If you’ve covered all of these requirements, then you’re well on your way to funding your business with a merchant cash advance within a week.

The Pros

To be sure, merchant cash advances come with some pretty attractive perks. If you decide to fund with a merchant cash advance, then you’ll gain access to the following advantages:

  • Easy approval process
  • Accessible to business owners with lower personal credit
  • Allow quick access to funds
  • Suitable for a wide range of business purposes
  • Daily payment amounts will ebb and flow with business

The Cons

All that said, merchant cash advances certainly come with their fair share of downsides, too. And these downsides can be deal breakers, especially for any small business owners who have another funding option to choose over a merchant cash advance. Let’s take a look:

  • Comes with higher fees than a traditional loan
  • Allows less flexibility for you to change merchant service providers
  • Seriously reduces cash flow with daily deductions of credit card receipts

Though these downsides to merchant cash advances can be summed up in just three bullet points, they can become all-encompassing to a small business stuck with a merchant cash advance.

#2. Lines of Credit

Up next in our list of the four main types of short-term loans is the business line of credit.

This short-term loan option functions much like a business credit card—you’ll receive a credit limit that you can tap into as needed and then repay whatever you spend gradually.

However, this short-term funding option always deals in cash, whereas business credit cards often charge you hefty fees for cash advances. Plus, you’ll often be able to access lower APRs with a business line of credit than with a business credit card. That said, business lines of credit don’t come with the rewards, like cash back or travel miles, that a business credit card can offer you.


However, as you’ll see in the details, a business line of credit is often worth sacrificing the glamorous perks that a business credit card promises. Even more, these two products aren’t mutually exclusive, so spending on both of them could get your business the best of both worlds.

Let’s take a look at what a line of credit has to offer your business:

The Terms

If you decide to get a short-term line of credit for your business, then you’ll gain access to a pretty great package of terms.

Generally speaking, business lines of credit can be anywhere from a $10,000 credit limit to a credit limit of over $1 million. Though medium-term lines of credit with repayment terms longer than a year do exist, your repayment term for a line of credit will almost always range from 6 months to 12 months. Plus, your rates for business lines of credit can range anywhere from 7% to 25%.

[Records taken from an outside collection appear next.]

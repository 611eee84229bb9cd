use faddt_core::error::FaddtError;

use crate::util::{fail, write_output};

pub fn run() -> i32 {
    let result = faddt_core::schema::schema_json()
        .map_err(FaddtError::from)
        .and_then(|json| write_output(None, &json));
    match result {
        Ok(()) => 0,
        Err(err) => fail(&err),
    }
}
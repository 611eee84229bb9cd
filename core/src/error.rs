use serde::Serialize;
use utoipa::ToSchema;

use crate::cases::CaseError;
use crate::report::ReportError;

/// Structured error payload printed by the tools on failure.
/// Carries enough context for a caller (human or script) to fix the input.
#[derive(Debug, Serialize, ToSchema)]
pub struct ErrorPayload {
    /// Machine-readable error code (see [`codes`])
    pub error: String,
    /// Human-readable description of what went wrong
    pub message: String,
    /// Which field caused the error (if applicable)
    #[serde(skip_serializing_if = "Option::is_none")]
    pub field: Option<String>,
    /// Hint about what the correct usage looks like
    #[serde(skip_serializing_if = "Option::is_none")]
    pub docs_hint: Option<String>,
}

impl ErrorPayload {
    pub fn new(error: &str, message: impl Into<String>) -> Self {
        Self {
            error: error.to_string(),
            message: message.into(),
            field: None,
            docs_hint: None,
        }
    }

    pub fn with_docs_hint(mut self, hint: impl Into<String>) -> Self {
        self.docs_hint = Some(hint.into());
        self
    }
}

/// Error codes shared by the library and the CLI
pub mod codes {
    pub const VALIDATION_FAILED: &str = "validation_failed";
    pub const NOT_FOUND: &str = "not_found";
    pub const NO_MATCHING_CASES: &str = "no_matching_cases";
    pub const INVALID_INPUT: &str = "invalid_input";
    pub const IO_ERROR: &str = "io_error";
    pub const INTERNAL_ERROR: &str = "internal_error";
}

/// Crate-level error, wrapping the per-module taxonomies.
#[derive(Debug, thiserror::Error)]
pub enum FaddtError {
    #[error(transparent)]
    Case(#[from] CaseError),
    #[error(transparent)]
    Report(#[from] ReportError),
    #[error("invalid case data: {0}")]
    Json(#[from] serde_json::Error),
    #[error("i/o failure: {0}")]
    Io(#[from] std::io::Error),
}

impl FaddtError {
    /// Stable machine code for this error.
    pub fn code(&self) -> &'static str {
        match self {
            FaddtError::Case(CaseError::MissingField { .. }) => codes::VALIDATION_FAILED,
            FaddtError::Case(CaseError::NotFound(_)) => codes::NOT_FOUND,
            FaddtError::Report(ReportError::NoMatchingCases) => codes::NO_MATCHING_CASES,
            FaddtError::Report(ReportError::Serialize(_)) => codes::INTERNAL_ERROR,
            FaddtError::Json(_) => codes::INVALID_INPUT,
            FaddtError::Io(_) => codes::IO_ERROR,
        }
    }

    pub fn to_payload(&self) -> ErrorPayload {
        let mut payload = ErrorPayload::new(self.code(), self.to_string());
        if let FaddtError::Case(CaseError::MissingField { field }) = self {
            payload.field = Some((*field).to_string());
        }
        payload
    }
}

#[cfg(test)]
mod tests {
    use super::{FaddtError, codes};
    use crate::cases::CaseError;
    use crate::report::ReportError;

    #[test]
    fn missing_field_maps_to_validation_payload() {
        let err = FaddtError::from(CaseError::MissingField { field: "title" });
        let payload = err.to_payload();
        assert_eq!(payload.error, codes::VALIDATION_FAILED);
        assert_eq!(payload.field.as_deref(), Some("title"));
    }

    #[test]
    fn empty_report_has_dedicated_code() {
        let err = FaddtError::from(ReportError::NoMatchingCases);
        assert_eq!(err.code(), codes::NO_MATCHING_CASES);
        let json = serde_json::to_value(err.to_payload()).unwrap();
        assert!(json.get("field").is_none());
        assert!(json.get("docs_hint").is_none());
    }
}
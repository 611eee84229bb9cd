use clap::{Parser, Subcommand};

mod commands;
mod util;

#[derive(Parser)]
#[command(
    name = "faddt",
    version,
    about = "Forensic Audit & Deception Detection Toolkit: score AI responses and export audit case reports"
)]
struct Cli {
    /// Emit logs as JSON lines on stderr
    #[arg(long, global = true)]
    log_json: bool,

    #[command(subcommand)]
    command: Commands,
}

#[derive(Subcommand)]
enum Commands {
    /// Score an AI response for deception patterns
    Analyze(commands::analyze::AnalyzeArgs),
    /// Score every case in a case file and record detected patterns
    Triage(commands::triage::TriageArgs),
    /// Render a text, JSON or CSV report from a case file
    Report(commands::report::ReportArgs),
    /// Print the OpenAPI schema of analysis results and case records
    Schema,
}

fn main() {
    let _ = dotenvy::dotenv();
    let cli = Cli::parse();
    util::init_tracing(cli.log_json);

    let code = match cli.command {
        Commands::Analyze(args) => commands::analyze::run(args),
        Commands::Triage(args) => commands::triage::run(args),
        Commands::Report(args) => commands::report::run(args),
        Commands::Schema => commands::schema::run(),
    };

    std::process::exit(code);
}
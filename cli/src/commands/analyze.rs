use std::path::PathBuf;

use clap::Args;
use faddt_core::error::FaddtError;
use faddt_core::{AnalysisResult, analyze_deception_patterns, analyze_value};

use crate::util::{fail, resolve_text, to_pretty_json, write_output};

#[derive(Args)]
pub struct AnalyzeArgs {
    /// Response text to score (reads --file or stdin when omitted)
    #[arg(long, conflicts_with = "file")]
    pub text: Option<String>,
    /// Read the response text from a file
    #[arg(long)]
    pub file: Option<PathBuf>,
    /// Original user input the response answers
    #[arg(long)]
    pub context: Option<String>,
    /// Treat the input as a JSON request: {"text": ..., "context": ...}
    #[arg(long)]
    pub json: bool,
    /// Print only the triggered indicators
    #[arg(long)]
    pub indicators_only: bool,
}

pub fn run(args: AnalyzeArgs) -> i32 {
    match analyze(args) {
        Ok(()) => 0,
        Err(err) => fail(&err),
    }
}

fn analyze(args: AnalyzeArgs) -> Result<(), FaddtError> {
    let input = resolve_text(args.text, args.file.as_deref(), std::io::stdin().lock())?;
    let analysis = if args.json {
        score_request(&input, args.context.as_deref())?
    } else {
        analyze_deception_patterns(&input, args.context.as_deref())
    };

    let out = if args.indicators_only {
        to_pretty_json(&analysis.flattened_indicators())?
    } else {
        to_pretty_json(&analysis)?
    };
    write_output(None, &out)
}

/// A request whose `text` is missing or not a string scores as empty text.
/// `--context` overrides the request's own `context`.
fn score_request(raw: &str, context: Option<&str>) -> Result<AnalysisResult, FaddtError> {
    let request: serde_json::Value = serde_json::from_str(raw)?;
    let text = request.get("text").unwrap_or(&serde_json::Value::Null);
    let context = context.or_else(|| request.get("context").and_then(|c| c.as_str()));
    Ok(analyze_value(text, context))
}
pub mod cases;
pub mod detector;
pub mod error;
pub mod report;
pub mod schema;

pub use cases::{
    AuditCase, CaseError, CaseStatus, CaseStore, CaseType, CaseUpdate, NewAuditCase, Severity,
};
pub use detector::{
    AllPatterns, AnalysisResult, Confidence, DeceptionPattern, DetectionResult,
    analyze_deception_patterns, analyze_value, detect_facade_of_competence,
    detect_safety_hedging, detect_stochastic_parroting,
};
pub use error::{ErrorPayload, FaddtError};
pub use report::{CaseStats, ReportError, ReportFilter, ReportFormat, render_report};
//! HTML escaping for menu label text

use std::sync::LazyLock;

use regex::Regex;

static MARKUP_CHARS: LazyLock<Regex> =
    LazyLock::new(|| Regex::new(r"[&<>]").expect("invalid markup pattern"));

/// HTML escaping utilities
pub struct HtmlEscape;

impl HtmlEscape {
    /// Escape label text for embedding in HTML, like `QString::toHtmlEscaped`.
    /// Escapes: &, <, >
    ///
    /// Runs as a single left-to-right pass, so a produced `&amp;` is never
    /// re-escaped. Not idempotent: escaping twice double-escapes, so callers
    /// escape exactly once per render cycle.
    ///
    /// # Examples
    ///
    /// ```
    /// use menutext::HtmlEscape;
    ///
    /// assert_eq!(HtmlEscape::escape("a&b<c>d"), "a&amp;b&lt;c&gt;d");
    /// ```
    pub fn escape(text: &str) -> String {
        MARKUP_CHARS
            .replace_all(text, |caps: &regex::Captures| {
                let tag = &caps[0];
                match tag {
                    "&" => "&amp;".to_string(),
                    "<" => "&lt;".to_string(),
                    ">" => "&gt;".to_string(),
                    // Unreachable with the three-character pattern above,
                    // kept so unmapped matches pass through unchanged.
                    _ => tag.to_string(),
                }
            })
            .into_owned()
    }
}
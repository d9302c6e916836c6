//! Label text transformations for HTML-rendered menus
//!
//! Menu titles are rendered as HTML, but toolkit labels are plain text
//! carrying an accelerator convention: `&File` underlines the F, `&&`
//! is a literal ampersand. This crate provides the two transformations
//! the renderer needs, applied in order:
//!
//! 1. [`HtmlEscape::escape`] makes the plain text safe to embed in HTML.
//! 2. [`stylize_mnemonics`] turns the (now escaped) accelerator markers
//!    into `<u>` underline markup.
//!
//! ```
//! use menutext::{stylize_mnemonics, HtmlEscape};
//!
//! let label = stylize_mnemonics(&HtmlEscape::escape("&Save <as>"));
//! assert_eq!(label, "<u>S</u>ave &lt;as&gt;");
//! ```
//!
//! Escaping must happen exactly once per render cycle; the stylizer assumes
//! its input is already escaped and is not usable on raw label text.

pub mod html;
pub mod mnemonic;

pub use html::HtmlEscape;
pub use mnemonic::stylize_mnemonics;
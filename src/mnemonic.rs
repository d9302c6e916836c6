//! Mnemonic marker stylizing for menu label text
//!
//! Menu toolkits mark the keyboard accelerator of a label by prefixing it
//! with an ampersand ("&File" underlines the F). Label text is HTML-escaped
//! before it reaches the renderer, so the marker arrives spelled `&amp;`.
//! Scanning the raw text instead would mangle escaped entities, turning
//! `&lt;` into `<u>l</u>t;`, which is why the scan runs on the escaped form.

use std::sync::LazyLock;

use regex::Regex;
use tracing::debug;

// One escaped ampersand followed by either another escaped ampersand or any
// single other character.
static MNEMONIC: LazyLock<Regex> =
    LazyLock::new(|| Regex::new(r"&amp;(&amp;|.)").expect("invalid mnemonic pattern"));

/// Wrap the accelerator character of an HTML-escaped label in `<u>` tags.
///
/// `text` must already be HTML-escaped (see `HtmlEscape::escape`): every
/// literal `&` of the original label is expected to be spelled `&amp;`.
///
/// A doubled ampersand in the original label (`&&`) collapses to a single
/// literal ampersand and underlines nothing, matching the Qt accelerator
/// convention. A lone trailing `&amp;` has no accelerator character to
/// capture and passes through unchanged.
///
/// # Examples
///
/// ```
/// use menutext::stylize_mnemonics;
///
/// assert_eq!(stylize_mnemonics("&amp;File"), "<u>F</u>ile");
/// assert_eq!(stylize_mnemonics("&amp;&amp;Save"), "&amp;Save");
/// ```
pub fn stylize_mnemonics(text: &str) -> String {
    MNEMONIC
        .replace_all(text, |caps: &regex::Captures| {
            let following = &caps[1];
            if following == "&amp;" {
                // Literal double ampersand: drop the marker, keep the
                // escaped ampersand as plain text
                following.to_string()
            } else {
                debug!("Underlining accelerator {:?}", following);
                format!("<u>{following}</u>")
            }
        })
        .into_owned()
}
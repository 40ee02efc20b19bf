//! This module provides ways to tweak mocked stores, so that they can return errors on some tests
#![cfg(any(test, feature = "mock_store"))]

use std::error::Error;

/// This stores some behaviour tweaks, that describe how a mocked instance will behave during a given test
///
/// So that a functions fails _n_ times after _m_ initial successes, set `(m, n)` for the suited parameter
#[derive(Default, Clone, Debug)]
pub struct MockBehaviour {
    /// If this is true, every action will be allowed
    pub is_suspended: bool,

    // From the TodoStore trait
    pub load_day_behaviour: (u32, u32),
    pub create_task_behaviour: (u32, u32),
    pub update_task_behaviour: (u32, u32),
    pub delete_task_behaviour: (u32, u32),
}

impl MockBehaviour {
    pub fn new() -> Self {
        Self::default()
    }

    /// All calls will fail at once, for `n_fails` times
    pub fn fail_now(n_fails: u32) -> Self {
        Self {
            is_suspended: false,
            load_day_behaviour: (0, n_fails),
            create_task_behaviour: (0, n_fails),
            update_task_behaviour: (0, n_fails),
            delete_task_behaviour: (0, n_fails),
        }
    }

    /// Suspend this mock behaviour until you call `resume`
    pub fn suspend(&mut self) {
        self.is_suspended = true;
    }
    /// Make this behaviour active again
    pub fn resume(&mut self) {
        self.is_suspended = false;
    }

    pub fn can_load_day(&mut self) -> Result<(), Box<dyn Error + Send + Sync>> {
        if self.is_suspended { return Ok(()) }
        decrement(&mut self.load_day_behaviour, "load_day")
    }
    pub fn can_create_task(&mut self) -> Result<(), Box<dyn Error + Send + Sync>> {
        if self.is_suspended { return Ok(()) }
        decrement(&mut self.create_task_behaviour, "create_task")
    }
    pub fn can_update_task(&mut self) -> Result<(), Box<dyn Error + Send + Sync>> {
        if self.is_suspended { return Ok(()) }
        decrement(&mut self.update_task_behaviour, "update_task")
    }
    pub fn can_delete_task(&mut self) -> Result<(), Box<dyn Error + Send + Sync>> {
        if self.is_suspended { return Ok(()) }
        decrement(&mut self.delete_task_behaviour, "delete_task")
    }
}


/// Return Ok(()) in case the value is `(1+, _)` or `(_, 0)`, or return Err and decrement otherwise
fn decrement(value: &mut (u32, u32), descr: &str) -> Result<(), Box<dyn Error + Send + Sync>> {
    let remaining_successes = value.0;
    let remaining_failures = value.1;

    if remaining_successes > 0 {
        value.0 -= 1;
        log::debug!("Mock behaviour: allowing a {} ({:?})", descr, value);
        Ok(())
    } else if remaining_failures > 0 {
        value.1 -= 1;
        log::debug!("Mock behaviour: failing a {} ({:?})", descr, value);
        Err(format!("Mocked behaviour requires this {} to fail this time. ({:?})", descr, value).into())
    } else {
        log::debug!("Mock behaviour: allowing a {} ({:?})", descr, value);
        Ok(())
    }
}
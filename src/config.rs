//! Support for library configuration options

use std::error::Error;

use once_cell::sync::Lazy;
use url::Url;

/// The environment variable that may hold the base URL of the remote store
pub const API_URL_VAR: &str = "WEEKLY_TODOS_API_URL";

/// The base URL that is used when none is configured
pub static DEFAULT_API_URL: Lazy<Url> = Lazy::new(|| Url::parse("http://localhost:5000").unwrap(/* this is a valid URL */));

/// Where the remote store lives
#[derive(Clone, Debug, PartialEq)]
pub struct Config {
    api_url: Url,
}

impl Config {
    /// Create a config pointing at a given base URL
    pub fn new<S: AsRef<str>>(api_url: S) -> Result<Self, Box<dyn Error + Send + Sync>> {
        let api_url = Url::parse(api_url.as_ref())?;
        if api_url.cannot_be_a_base() {
            return Err(format!("{} cannot be used as a base URL", api_url).into());
        }
        Ok(Self { api_url })
    }

    /// Read the base URL from the `WEEKLY_TODOS_API_URL` environment variable, or fall back to [`DEFAULT_API_URL`]
    pub fn from_env() -> Result<Self, Box<dyn Error + Send + Sync>> {
        Self::from_value(std::env::var(API_URL_VAR).ok())
    }

    fn from_value(value: Option<String>) -> Result<Self, Box<dyn Error + Send + Sync>> {
        match value {
            Some(url) if url.trim().is_empty() == false => Self::new(url.trim()),
            _ => {
                log::debug!("{} is not set, using {}", API_URL_VAR, *DEFAULT_API_URL);
                Ok(Self::default())
            },
        }
    }

    pub fn api_url(&self) -> &Url {
        &self.api_url
    }
}

impl Default for Config {
    fn default() -> Self {
        Self { api_url: DEFAULT_API_URL.clone() }
    }
}
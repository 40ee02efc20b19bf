//! This module keeps the client state in line with the remote store
//!
//! Every operation issues exactly one call to the store, waits for it, and only then reconciles the local state from the response.
//! Nothing is applied speculatively: a failed call leaves the state as it was.

use std::sync::{Arc, Mutex, MutexGuard};

use crate::day::Day;
use crate::state::{self, ClientState};
use crate::task::TaskId;
use crate::traits::TodoStore;

pub mod feedback;
use feedback::{Feedback, FeedbackReceiver, Operation};


/// Mirrors the tasks of the selected day, and mediates every change through a [`TodoStore`].
///
/// Cloning a controller gives another handle to the same state, so that several operations can be in flight at the same time
/// (e.g. toggling a task while a listing is still loading). Each operation applies its result to the state that is current when
/// its response comes back, so the last one to complete wins.
pub struct TodoSyncController<S>
where
    S: TodoStore,
{
    store: Arc<S>,
    state: Arc<Mutex<ClientState>>,
    feedback: Arc<Feedback>,
}

impl<S> Clone for TodoSyncController<S>
where
    S: TodoStore,
{
    fn clone(&self) -> Self {
        Self {
            store: Arc::clone(&self.store),
            state: Arc::clone(&self.state),
            feedback: Arc::clone(&self.feedback),
        }
    }
}

impl<S> TodoSyncController<S>
where
    S: TodoStore,
{
    /// Create a controller. This does not contact the store, see [`Self::initialize`]
    pub fn new(store: S) -> Self {
        Self::with_shared_store(Arc::new(store))
    }

    /// Create a controller over a store that the caller keeps a handle to
    pub fn with_shared_store(store: Arc<S>) -> Self {
        Self {
            store,
            state: Arc::new(Mutex::new(ClientState::new())),
            feedback: Arc::new(Feedback::new()),
        }
    }

    /// Returns the store this controller talks to
    pub fn store(&self) -> &S {
        &self.store
    }

    /// A snapshot of the current state, to be rendered
    pub fn state(&self) -> ClientState {
        self.lock_state().clone()
    }

    /// Get notified whenever the state changes or a call fails
    pub fn subscribe(&self) -> FeedbackReceiver {
        self.feedback.subscribe()
    }

    /// Load the tasks of the first day.
    /// This is meant to be called once, before any user interaction
    pub async fn initialize(&self) -> bool {
        log::info!("Initializing the task list");
        self.load_day(Day::default()).await
    }

    /// Select a day, and replace the task list with the tasks the store has for it.
    ///
    /// The selection switches at once, and `is_loading` stays true until the listing comes back.
    /// In case the listing fails, the previous task list is kept.
    /// If another day is selected before the listing comes back, its response is discarded.
    ///
    /// Returns whether the call to the store succeeded.
    pub async fn load_day(&self, day: Day) -> bool {
        let mut generation = 0;
        self.update(|prior| {
            let mut new_state = prior.clone();
            generation = new_state.begin_load(day);
            new_state
        });

        log::debug!("Loading tasks of {} (listing #{})", day, generation);
        match self.store.load_day(day).await {
            Ok(tasks) => {
                let n_tasks = tasks.len();
                let applied = self.update_listing(generation, |prior| {
                    let mut new_state = state::apply_load_result(prior, day, tasks);
                    new_state.end_load();
                    new_state
                });
                match applied {
                    true => log::info!("Loaded {} tasks for {}", n_tasks, day),
                    false => log::debug!("Discarding {} tasks of {}: another day has been selected since", n_tasks, day),
                }
                true
            },
            Err(err) => {
                let applied = self.update_listing(generation, |prior| {
                    let mut new_state = prior.clone();
                    new_state.end_load();
                    new_state
                });
                match applied {
                    true => self.feedback.failed(Operation::LoadDay(day), &err),
                    false => log::debug!("Ignoring a failed listing of {} ({}): another day has been selected since", day, err),
                }
                false
            },
        }
    }

    /// Load the tasks of the currently selected day again
    pub async fn refresh(&self) -> bool {
        let day = self.lock_state().selected_day();
        self.load_day(day).await
    }

    /// Change the content of the add-task field
    pub fn set_pending_input<T: Into<String>>(&self, text: T) {
        let text = text.into();
        self.update(|prior| {
            let mut new_state = prior.clone();
            new_state.set_pending_input(text);
            new_state
        });
    }

    /// Create a task out of the content of the add-task field
    pub async fn submit(&self) -> bool {
        let text = self.lock_state().pending_input().to_string();
        self.create_task(&text).await
    }

    /// Create a task for the selected day.
    ///
    /// Blank text is rejected without contacting the store.
    /// Once the store has created it, the task is appended to the list and the add-task field is cleared.
    /// In case of failure, the add-task field is kept, so that the user can try again.
    pub async fn create_task(&self, text: &str) -> bool {
        if ClientState::accepts_input(text) == false {
            log::debug!("Not creating a task with a blank text");
            return false;
        }
        let day = self.lock_state().selected_day();

        match self.store.create_task(text, day).await {
            Ok(task) => {
                log::info!("Created task {} for {}", task.id(), day);
                self.update(|prior| state::apply_create_result(prior, task));
                true
            },
            Err(err) => {
                self.feedback.failed(Operation::CreateTask, &err);
                false
            },
        }
    }

    /// Toggle the completion of a task, given the completion status that is currently displayed.
    ///
    /// The store is told about the negated status, and the displayed task gets this very value once the store has accepted it.
    pub async fn toggle_task(&self, id: &TaskId, current_completed: bool) -> bool {
        let completed = !current_completed;

        match self.store.set_completed(id, completed).await {
            Ok(()) => {
                log::debug!("Task {} is now {}", id, if completed { "completed" } else { "uncompleted" });
                self.update(|prior| state::apply_toggle_result(prior, id, completed));
                true
            },
            Err(err) => {
                self.feedback.failed(Operation::ToggleTask(id.clone()), &err);
                false
            },
        }
    }

    /// Toggle the completion of a displayed task.
    ///
    /// This does nothing (and returns `false`) if no such task is displayed
    pub async fn toggle(&self, id: &TaskId) -> bool {
        let current_completed = match self.lock_state().get_task(id) {
            None => {
                log::warn!("No task {} is displayed, not toggling it", id);
                return false;
            },
            Some(task) => task.completed(),
        };
        self.toggle_task(id, current_completed).await
    }

    /// Delete a task, and remove it from the list once the store has deleted it
    pub async fn delete_task(&self, id: &TaskId) -> bool {
        match self.store.delete_task(id).await {
            Ok(()) => {
                log::info!("Deleted task {}", id);
                self.update(|prior| state::apply_delete_result(prior, id));
                true
            },
            Err(err) => {
                self.feedback.failed(Operation::DeleteTask(id.clone()), &err);
                false
            },
        }
    }


    fn lock_state(&self) -> MutexGuard<'_, ClientState> {
        // The state is always left consistent, even if a panic happened while it was locked
        self.state.lock().unwrap_or_else(|poisoned| poisoned.into_inner())
    }

    /// Replace the state with the result of `f`, and publish it
    fn update<F>(&self, f: F)
    where
        F: FnOnce(&ClientState) -> ClientState,
    {
        let snapshot = {
            let mut state = self.lock_state();
            let new_state = f(&*state);
            *state = new_state;
            state.clone()
        };
        self.feedback.state_changed(snapshot);
    }

    /// Same as [`Self::update`], unless a newer listing than `generation` has been started.
    /// The check and the replacement happen under the same lock.
    ///
    /// Returns whether the state has been replaced
    fn update_listing<F>(&self, generation: u64, f: F) -> bool
    where
        F: FnOnce(&ClientState) -> ClientState,
    {
        let snapshot = {
            let mut state = self.lock_state();
            if state.is_latest_load(generation) == false {
                return false;
            }
            let new_state = f(&*state);
            *state = new_state;
            state.clone()
        };
        self.feedback.state_changed(snapshot);
        true
    }
}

So, let’s say you access a line of credit of $100,000 for your business to keep in its back pocket. A month later, your business has an unexpected opportunity to access an unexpected, time-sensitive discount on inventory for, say, $10,000.

With your business line of credit, you’ll be able to secure that discount immediately without having to undergo and wait through another underwriting process. After you access that $10,000, you’ll repay it over your loan’s term as it accumulates interest at its predetermined interest rate. If your line of credit comes with a 12-month term, you’ll pay off that $10,000 plus interest over a year (or sooner).

The Requirements

Funding to keep in your back pocket for a rainy day—the idea of a business line of credit sounds pretty ideal, right?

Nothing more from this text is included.